Thank heaven there is the wonderful Tebay, the only civilised service area on the M6, which has ducks and a farm shop and a nice hotel, only a little more expensive than a Travelodge, but has managed to decorate its rooms with actual style, as you can see below. (I am sorry the pictures are so small, I cannot seem to magnify them in any way. Stare closely at the screen for the full effect.)
The Westmoreland at Tebay has done a very clever thing. The sheets and towels are a little thin, as you would expect from a motorway stop, but someone has given more than ten minutes' thought to aesthetics. The rooms are painted in a nice Farrow and Ball taupish sagish colour, the curtains are a wonderful thick felt material, in dark claret, and the carpet is a very nice biscuit. When you get off the road after three hundred miles, your retinas are not assaulted by horror. Also, the bathrooms are very elegant indeed.

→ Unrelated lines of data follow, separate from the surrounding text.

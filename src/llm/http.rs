//! HTTP plumbing shared by the provider adapters.

use std::collections::BTreeMap;
use std::time::Duration;

use reqwest::header::{CONTENT_TYPE, HeaderMap, HeaderName, HeaderValue};
use serde::Serialize;
use serde::de::DeserializeOwned;

use crate::error::{ConfigError, ProviderError};

use super::ProviderKind;

/// `custom` key that redirects any adapter to another base URL.
pub const BASE_URL_KEY: &str = "base_url";

/// Build a client owned by one provider instance.
///
/// Static headers (auth, version, attribution) are baked in here so that
/// malformed values fail at construction time instead of inside the retry loop.
pub fn build_client(
    timeout: Duration,
    headers: &[(&'static str, String)],
) -> Result<reqwest::Client, ConfigError> {
    let mut map = HeaderMap::new();
    map.insert(CONTENT_TYPE, HeaderValue::from_static("application/json"));

    for (name, value) in headers {
        let mut header_value =
            HeaderValue::from_str(value).map_err(|_| ConfigError::InvalidHeader {
                name: (*name).to_string(),
            })?;
        if name.eq_ignore_ascii_case("authorization") || name.eq_ignore_ascii_case("x-api-key") {
            header_value.set_sensitive(true);
        }
        map.insert(HeaderName::from_static(name), header_value);
    }

    reqwest::Client::builder()
        .timeout(timeout)
        .default_headers(map)
        .build()
        .map_err(ConfigError::HttpClient)
}

/// Endpoint URL: `base_url` override joined with `path`, or the vendor default.
pub fn endpoint(custom: &BTreeMap<String, String>, default_base: &str, path: &str) -> String {
    let base = custom
        .get(BASE_URL_KEY)
        .map(String::as_str)
        .filter(|b| !b.is_empty())
        .unwrap_or(default_base);
    format!("{}{}", base.trim_end_matches('/'), path)
}

/// POST `body` as JSON and return the status and raw response body.
pub async fn post_json<B: Serialize + ?Sized>(
    client: &reqwest::Client,
    provider: ProviderKind,
    url: &str,
    body: &B,
) -> Result<(reqwest::StatusCode, String), ProviderError> {
    let response = client
        .post(url)
        .json(body)
        .send()
        .await
        .map_err(|source| ProviderError::Network { provider, source })?;

    let status = response.status();
    let text = response
        .text()
        .await
        .map_err(|source| ProviderError::Network { provider, source })?;

    Ok((status, text))
}

/// Decode a successful response body.
pub fn parse_body<T: DeserializeOwned>(
    provider: ProviderKind,
    body: &str,
) -> Result<T, ProviderError> {
    serde_json::from_str(body).map_err(|source| ProviderError::InvalidResponse { provider, source })
}

/// Message and code pulled out of a vendor error envelope.
pub struct ErrorDetail {
    pub message: String,
    pub code: Option<String>,
}

/// Turn a non-success response into a [`ProviderError`].
///
/// `extract` parses the vendor's envelope; when it yields nothing usable the
/// raw status and body are surfaced instead.
pub fn status_error(
    provider: ProviderKind,
    status: reqwest::StatusCode,
    body: String,
    extract: impl FnOnce(&str) -> Option<ErrorDetail>,
) -> ProviderError {
    match extract(&body).filter(|detail| !detail.message.trim().is_empty()) {
        Some(detail) => ProviderError::Api {
            provider,
            status: status.as_u16(),
            message: detail.message,
            code: detail.code,
        },
        None => ProviderError::Status {
            provider,
            status: status.as_u16(),
            body,
        },
    }
}
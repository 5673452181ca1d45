//! Duration literals in config files and flags (`500ms`, `2s`, `5m`, `1h 30m`, or bare seconds).

use std::time::Duration;

use serde::de::Deserializer;
use serde::Deserialize;

use crate::error::ConfigError;

/// Parse a humantime literal. A bare integer is taken as seconds.
pub fn parse_duration(input: &str) -> Result<Duration, ConfigError> {
    let trimmed = input.trim();
    if let Ok(secs) = trimmed.parse::<u64>() {
        return Ok(Duration::from_secs(secs));
    }
    humantime::parse_duration(trimmed).map_err(|_| ConfigError::InvalidDuration(input.to_string()))
}

#[derive(Deserialize)]
#[serde(untagged)]
enum RawDuration {
    Seconds(u64),
    Literal(#[serde(with = "humantime_serde")] Duration),
}

/// `deserialize_with` adapter for [`Duration`] fields.
pub fn deserialize<'de, D>(deserializer: D) -> Result<Duration, D::Error>
where
    D: Deserializer<'de>,
{
    Ok(match RawDuration::deserialize(deserializer)? {
        RawDuration::Seconds(secs) => Duration::from_secs(secs),
        RawDuration::Literal(duration) => duration,
    })
}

But, hideous shock, Tebay is FULL. I must plunge into the terrors of the Holiday Inn Express and the Travelodge. I call my mother. 'Can I really stay at the Days Inn in Charnock Richard?' I say. 'Yes,' she says, firmly. 'You astonish me,' I say. 'The dogs will like it,' she says, obscurely. Then she becomes rather excited. I must, apparently, take all my lovely travel rugs and my own pillows and scented candles and some room spray ('have you got lavender for the bed?' she says) and I can make the room heaven and feel smug that I have only paid £29. By the end of the conversation, we decide that it is a tremendous idea.
Then I look at the website:
Oh, I know it's not the worst bedroom in the world. But bear in mind if this is the picture they put up on the web, this is the best they have to offer. We all know that the actual room might not live up even to this. And there is something so demoralising about it. So I cast around. I find a Holiday Inn:
Again, it's not the ugliest thing in the world. But there is nothing in there that you would want to take home with you. You would not decorate your own bedroom like that. What is wrong with some nice claret curtains and a bit of biscuit?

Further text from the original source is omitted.